* Available data:
↓

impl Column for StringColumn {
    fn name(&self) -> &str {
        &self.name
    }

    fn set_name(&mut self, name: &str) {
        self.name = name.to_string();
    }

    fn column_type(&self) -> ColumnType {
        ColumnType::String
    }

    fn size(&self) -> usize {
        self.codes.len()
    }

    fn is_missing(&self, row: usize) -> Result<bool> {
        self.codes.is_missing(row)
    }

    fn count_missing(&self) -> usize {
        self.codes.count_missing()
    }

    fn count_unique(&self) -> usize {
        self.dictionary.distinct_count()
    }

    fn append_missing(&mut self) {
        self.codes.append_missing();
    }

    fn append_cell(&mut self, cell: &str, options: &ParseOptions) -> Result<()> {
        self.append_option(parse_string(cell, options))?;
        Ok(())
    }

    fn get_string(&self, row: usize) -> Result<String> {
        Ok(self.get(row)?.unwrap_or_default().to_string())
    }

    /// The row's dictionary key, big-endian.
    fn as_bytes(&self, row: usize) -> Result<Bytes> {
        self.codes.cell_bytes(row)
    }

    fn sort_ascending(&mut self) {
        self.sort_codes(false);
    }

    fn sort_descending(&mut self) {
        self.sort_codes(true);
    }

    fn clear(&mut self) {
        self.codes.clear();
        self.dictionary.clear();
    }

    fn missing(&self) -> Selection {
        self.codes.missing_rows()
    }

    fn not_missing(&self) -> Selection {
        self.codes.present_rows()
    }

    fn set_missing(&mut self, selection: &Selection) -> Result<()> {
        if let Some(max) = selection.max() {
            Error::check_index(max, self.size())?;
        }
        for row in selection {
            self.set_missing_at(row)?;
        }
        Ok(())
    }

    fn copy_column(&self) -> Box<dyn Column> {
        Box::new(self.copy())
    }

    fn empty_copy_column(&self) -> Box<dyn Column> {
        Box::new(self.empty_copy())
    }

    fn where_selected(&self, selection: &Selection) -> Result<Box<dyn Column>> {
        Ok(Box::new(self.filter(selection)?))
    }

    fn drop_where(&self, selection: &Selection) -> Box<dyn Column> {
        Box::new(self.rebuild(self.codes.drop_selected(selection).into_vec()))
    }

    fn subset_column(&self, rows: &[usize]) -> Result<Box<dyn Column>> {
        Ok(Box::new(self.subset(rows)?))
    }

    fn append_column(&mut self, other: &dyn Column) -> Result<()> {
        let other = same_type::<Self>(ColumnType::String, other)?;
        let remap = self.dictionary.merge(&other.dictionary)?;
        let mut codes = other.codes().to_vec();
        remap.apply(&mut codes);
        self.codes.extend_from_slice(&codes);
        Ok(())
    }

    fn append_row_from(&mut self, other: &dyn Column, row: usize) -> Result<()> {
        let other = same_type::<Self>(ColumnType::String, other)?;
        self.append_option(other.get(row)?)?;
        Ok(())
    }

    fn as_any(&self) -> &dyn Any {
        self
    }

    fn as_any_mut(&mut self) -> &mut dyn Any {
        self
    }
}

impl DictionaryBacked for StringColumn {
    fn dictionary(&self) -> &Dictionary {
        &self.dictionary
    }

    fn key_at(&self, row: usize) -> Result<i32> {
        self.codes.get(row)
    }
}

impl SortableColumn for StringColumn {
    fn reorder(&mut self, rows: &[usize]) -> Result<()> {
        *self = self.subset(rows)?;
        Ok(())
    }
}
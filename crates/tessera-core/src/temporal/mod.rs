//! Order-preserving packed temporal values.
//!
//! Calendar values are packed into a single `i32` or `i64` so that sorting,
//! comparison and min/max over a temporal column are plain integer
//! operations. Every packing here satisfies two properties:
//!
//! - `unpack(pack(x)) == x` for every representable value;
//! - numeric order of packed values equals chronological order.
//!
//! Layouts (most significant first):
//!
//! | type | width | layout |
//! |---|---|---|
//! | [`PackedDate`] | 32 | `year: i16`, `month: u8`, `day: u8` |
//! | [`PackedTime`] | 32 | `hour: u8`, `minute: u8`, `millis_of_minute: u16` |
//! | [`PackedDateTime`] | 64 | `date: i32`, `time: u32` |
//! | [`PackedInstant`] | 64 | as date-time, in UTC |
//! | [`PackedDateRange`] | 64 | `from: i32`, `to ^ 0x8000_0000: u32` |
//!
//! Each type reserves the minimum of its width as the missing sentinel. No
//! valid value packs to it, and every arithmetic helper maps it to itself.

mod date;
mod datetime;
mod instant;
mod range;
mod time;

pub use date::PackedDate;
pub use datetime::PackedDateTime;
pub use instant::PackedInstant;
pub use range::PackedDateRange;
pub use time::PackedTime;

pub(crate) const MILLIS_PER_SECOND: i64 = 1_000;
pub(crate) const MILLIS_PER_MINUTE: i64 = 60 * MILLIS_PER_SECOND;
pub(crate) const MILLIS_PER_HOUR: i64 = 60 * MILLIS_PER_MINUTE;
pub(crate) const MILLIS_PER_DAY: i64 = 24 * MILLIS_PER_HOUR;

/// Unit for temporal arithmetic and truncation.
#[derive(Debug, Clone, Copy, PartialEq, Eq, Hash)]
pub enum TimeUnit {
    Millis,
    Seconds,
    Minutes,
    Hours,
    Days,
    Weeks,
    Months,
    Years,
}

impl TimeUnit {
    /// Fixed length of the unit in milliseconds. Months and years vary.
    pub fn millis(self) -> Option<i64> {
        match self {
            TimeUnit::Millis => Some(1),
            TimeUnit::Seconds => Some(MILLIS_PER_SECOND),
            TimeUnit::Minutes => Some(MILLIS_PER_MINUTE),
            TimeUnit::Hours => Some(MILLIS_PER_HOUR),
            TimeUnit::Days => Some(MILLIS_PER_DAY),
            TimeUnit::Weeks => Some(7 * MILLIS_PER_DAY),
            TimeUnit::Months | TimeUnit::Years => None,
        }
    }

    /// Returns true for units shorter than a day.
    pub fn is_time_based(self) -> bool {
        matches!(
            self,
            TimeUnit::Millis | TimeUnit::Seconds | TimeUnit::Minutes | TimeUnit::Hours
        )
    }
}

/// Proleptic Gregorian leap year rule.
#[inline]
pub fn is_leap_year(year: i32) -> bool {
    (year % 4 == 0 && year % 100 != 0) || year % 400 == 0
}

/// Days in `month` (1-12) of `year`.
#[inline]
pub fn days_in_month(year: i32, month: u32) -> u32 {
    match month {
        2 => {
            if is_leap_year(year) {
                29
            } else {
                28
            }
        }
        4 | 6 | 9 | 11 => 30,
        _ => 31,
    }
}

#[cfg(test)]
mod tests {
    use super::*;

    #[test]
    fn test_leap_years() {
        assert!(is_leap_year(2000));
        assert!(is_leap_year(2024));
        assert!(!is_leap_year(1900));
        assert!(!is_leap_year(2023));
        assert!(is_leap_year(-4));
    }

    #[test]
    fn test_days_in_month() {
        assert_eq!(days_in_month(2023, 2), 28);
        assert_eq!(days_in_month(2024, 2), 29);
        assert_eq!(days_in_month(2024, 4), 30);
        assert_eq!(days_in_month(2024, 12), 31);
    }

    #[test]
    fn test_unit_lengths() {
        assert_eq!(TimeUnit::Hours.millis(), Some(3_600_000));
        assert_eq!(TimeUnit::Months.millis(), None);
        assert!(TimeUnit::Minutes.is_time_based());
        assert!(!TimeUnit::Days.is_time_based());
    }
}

↑
↓

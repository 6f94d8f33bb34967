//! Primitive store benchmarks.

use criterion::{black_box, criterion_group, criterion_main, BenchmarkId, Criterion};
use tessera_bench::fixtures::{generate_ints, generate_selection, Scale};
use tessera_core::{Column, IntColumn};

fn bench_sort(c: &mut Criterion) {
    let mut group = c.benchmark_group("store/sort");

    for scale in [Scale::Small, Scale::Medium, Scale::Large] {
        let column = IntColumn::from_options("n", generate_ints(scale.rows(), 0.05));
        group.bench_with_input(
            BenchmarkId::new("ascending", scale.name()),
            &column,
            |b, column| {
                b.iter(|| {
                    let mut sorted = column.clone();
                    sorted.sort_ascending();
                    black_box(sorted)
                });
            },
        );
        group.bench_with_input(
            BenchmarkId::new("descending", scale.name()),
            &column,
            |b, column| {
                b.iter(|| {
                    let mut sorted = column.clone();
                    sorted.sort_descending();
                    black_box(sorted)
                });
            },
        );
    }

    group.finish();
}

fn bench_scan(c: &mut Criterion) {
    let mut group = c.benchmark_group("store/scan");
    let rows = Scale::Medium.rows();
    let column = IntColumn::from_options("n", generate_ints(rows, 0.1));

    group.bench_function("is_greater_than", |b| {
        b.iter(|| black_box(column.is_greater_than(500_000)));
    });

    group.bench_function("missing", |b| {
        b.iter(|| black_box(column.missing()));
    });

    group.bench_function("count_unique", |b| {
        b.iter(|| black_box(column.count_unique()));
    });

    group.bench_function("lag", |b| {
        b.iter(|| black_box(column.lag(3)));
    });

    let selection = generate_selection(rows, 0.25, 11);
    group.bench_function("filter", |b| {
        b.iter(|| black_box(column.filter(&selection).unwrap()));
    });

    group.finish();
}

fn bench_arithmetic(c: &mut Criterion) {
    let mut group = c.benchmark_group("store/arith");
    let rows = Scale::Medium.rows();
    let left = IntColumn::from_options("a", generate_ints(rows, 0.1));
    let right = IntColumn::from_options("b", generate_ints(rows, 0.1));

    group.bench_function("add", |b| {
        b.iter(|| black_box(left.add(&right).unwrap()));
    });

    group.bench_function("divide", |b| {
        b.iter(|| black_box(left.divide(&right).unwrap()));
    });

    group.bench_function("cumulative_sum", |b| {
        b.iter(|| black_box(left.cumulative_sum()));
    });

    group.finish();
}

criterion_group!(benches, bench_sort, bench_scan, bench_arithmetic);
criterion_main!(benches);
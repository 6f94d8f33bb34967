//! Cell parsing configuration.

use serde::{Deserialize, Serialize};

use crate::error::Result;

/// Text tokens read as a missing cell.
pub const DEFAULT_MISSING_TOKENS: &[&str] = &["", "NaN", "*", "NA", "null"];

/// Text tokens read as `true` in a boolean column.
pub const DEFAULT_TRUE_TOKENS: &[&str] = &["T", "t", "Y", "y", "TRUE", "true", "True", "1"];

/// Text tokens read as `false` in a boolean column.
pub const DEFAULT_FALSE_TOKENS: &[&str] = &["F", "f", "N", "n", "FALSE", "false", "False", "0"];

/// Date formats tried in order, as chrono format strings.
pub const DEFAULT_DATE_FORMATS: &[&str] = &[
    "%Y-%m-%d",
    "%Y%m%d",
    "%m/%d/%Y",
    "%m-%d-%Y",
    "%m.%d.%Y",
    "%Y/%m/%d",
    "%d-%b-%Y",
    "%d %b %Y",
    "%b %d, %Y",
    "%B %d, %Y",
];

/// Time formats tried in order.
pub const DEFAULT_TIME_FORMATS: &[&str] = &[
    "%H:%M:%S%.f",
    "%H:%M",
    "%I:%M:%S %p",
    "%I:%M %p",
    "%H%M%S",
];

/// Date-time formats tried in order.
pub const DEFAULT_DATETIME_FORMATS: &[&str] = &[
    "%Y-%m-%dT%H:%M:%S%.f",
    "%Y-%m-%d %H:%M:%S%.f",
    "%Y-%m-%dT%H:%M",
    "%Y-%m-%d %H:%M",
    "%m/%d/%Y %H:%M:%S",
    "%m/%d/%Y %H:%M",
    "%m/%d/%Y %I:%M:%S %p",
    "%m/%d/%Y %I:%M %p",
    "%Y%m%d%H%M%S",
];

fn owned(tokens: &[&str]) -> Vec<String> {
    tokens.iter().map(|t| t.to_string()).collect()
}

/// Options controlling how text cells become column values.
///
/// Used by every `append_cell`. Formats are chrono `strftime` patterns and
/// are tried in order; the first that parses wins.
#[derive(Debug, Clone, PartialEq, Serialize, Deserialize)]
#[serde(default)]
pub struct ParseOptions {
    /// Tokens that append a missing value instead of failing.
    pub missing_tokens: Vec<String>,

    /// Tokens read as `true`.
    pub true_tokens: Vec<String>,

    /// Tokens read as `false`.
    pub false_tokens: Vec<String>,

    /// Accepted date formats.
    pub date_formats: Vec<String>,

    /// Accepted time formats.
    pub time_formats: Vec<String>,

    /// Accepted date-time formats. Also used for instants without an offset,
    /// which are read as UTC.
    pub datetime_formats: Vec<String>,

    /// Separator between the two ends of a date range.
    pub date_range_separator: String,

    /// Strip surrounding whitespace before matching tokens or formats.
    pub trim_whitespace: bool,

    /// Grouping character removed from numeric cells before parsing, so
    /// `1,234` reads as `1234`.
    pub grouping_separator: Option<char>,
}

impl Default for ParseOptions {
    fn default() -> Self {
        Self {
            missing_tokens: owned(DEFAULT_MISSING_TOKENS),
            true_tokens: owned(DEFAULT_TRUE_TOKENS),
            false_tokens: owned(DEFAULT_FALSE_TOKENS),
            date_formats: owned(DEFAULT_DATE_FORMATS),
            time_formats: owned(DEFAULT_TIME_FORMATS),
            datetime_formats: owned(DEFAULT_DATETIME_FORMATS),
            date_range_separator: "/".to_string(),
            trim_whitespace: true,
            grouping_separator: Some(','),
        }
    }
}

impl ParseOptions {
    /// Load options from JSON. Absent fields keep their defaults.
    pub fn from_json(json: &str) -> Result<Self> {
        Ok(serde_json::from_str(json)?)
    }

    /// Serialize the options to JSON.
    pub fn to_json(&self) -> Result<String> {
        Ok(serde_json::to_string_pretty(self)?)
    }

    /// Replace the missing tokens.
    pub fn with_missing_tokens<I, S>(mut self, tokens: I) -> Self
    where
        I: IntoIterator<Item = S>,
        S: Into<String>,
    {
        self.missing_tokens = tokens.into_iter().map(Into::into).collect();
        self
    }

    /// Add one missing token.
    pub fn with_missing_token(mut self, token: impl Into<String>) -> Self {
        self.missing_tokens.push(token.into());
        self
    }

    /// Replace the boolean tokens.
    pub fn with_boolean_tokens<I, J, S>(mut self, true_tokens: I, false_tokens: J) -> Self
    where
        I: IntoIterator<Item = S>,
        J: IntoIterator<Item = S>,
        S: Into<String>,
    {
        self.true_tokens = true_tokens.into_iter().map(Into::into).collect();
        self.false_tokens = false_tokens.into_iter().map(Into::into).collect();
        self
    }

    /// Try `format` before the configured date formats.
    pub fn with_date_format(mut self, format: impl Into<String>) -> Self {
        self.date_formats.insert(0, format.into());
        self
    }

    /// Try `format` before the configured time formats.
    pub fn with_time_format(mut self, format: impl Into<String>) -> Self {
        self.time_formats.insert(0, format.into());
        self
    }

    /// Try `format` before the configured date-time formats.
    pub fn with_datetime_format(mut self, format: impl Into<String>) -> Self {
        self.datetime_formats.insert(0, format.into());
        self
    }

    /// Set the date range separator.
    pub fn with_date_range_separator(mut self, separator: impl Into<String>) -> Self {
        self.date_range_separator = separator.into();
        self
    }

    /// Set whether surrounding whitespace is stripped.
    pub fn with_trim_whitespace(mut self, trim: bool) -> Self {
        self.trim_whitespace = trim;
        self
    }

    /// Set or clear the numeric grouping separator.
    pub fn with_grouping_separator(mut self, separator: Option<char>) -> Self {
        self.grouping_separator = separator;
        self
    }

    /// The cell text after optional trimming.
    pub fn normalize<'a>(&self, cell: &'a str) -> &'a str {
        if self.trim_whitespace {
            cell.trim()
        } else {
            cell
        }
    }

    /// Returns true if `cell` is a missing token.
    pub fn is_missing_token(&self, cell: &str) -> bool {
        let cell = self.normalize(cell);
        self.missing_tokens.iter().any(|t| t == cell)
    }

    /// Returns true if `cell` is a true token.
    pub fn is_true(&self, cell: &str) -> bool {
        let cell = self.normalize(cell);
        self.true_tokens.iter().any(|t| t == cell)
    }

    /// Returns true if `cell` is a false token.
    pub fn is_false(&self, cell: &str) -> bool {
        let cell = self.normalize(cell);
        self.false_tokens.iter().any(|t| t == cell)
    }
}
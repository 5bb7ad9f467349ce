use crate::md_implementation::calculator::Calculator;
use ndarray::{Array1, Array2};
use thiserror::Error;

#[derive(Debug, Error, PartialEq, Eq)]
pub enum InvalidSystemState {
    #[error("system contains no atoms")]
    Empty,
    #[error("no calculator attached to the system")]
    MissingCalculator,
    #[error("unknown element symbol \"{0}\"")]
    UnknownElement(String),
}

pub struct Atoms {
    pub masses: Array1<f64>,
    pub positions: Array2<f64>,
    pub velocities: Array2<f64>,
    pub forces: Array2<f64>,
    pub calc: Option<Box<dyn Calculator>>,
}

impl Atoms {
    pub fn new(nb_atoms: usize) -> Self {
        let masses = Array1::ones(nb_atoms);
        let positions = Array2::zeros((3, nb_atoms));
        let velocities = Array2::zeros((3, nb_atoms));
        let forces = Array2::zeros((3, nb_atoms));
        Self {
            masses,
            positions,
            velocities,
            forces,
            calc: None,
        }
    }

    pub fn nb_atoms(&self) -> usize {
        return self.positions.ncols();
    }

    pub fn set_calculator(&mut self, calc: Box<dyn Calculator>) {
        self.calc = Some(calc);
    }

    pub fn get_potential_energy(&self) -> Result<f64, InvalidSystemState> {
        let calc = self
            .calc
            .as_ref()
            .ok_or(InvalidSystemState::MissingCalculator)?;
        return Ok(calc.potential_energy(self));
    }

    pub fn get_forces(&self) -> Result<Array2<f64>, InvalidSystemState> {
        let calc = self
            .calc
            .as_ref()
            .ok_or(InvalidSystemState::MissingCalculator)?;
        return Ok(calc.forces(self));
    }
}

↑

* Assignment:
Here the job is to set down exactly the lines of the material above that fall between the one with "self.date_formats.insert(0, format.into());" and the one with "self.time_formats.insert(0, format.into());", inclusive, and nothing beyond them.

* Exercise output:
        self.date_formats.insert(0, format.into());
        self
    }

    /// Try `format` before the configured time formats.
    pub fn with_time_format(mut self, format: impl Into<String>) -> Self {
        self.time_formats.insert(0, format.into());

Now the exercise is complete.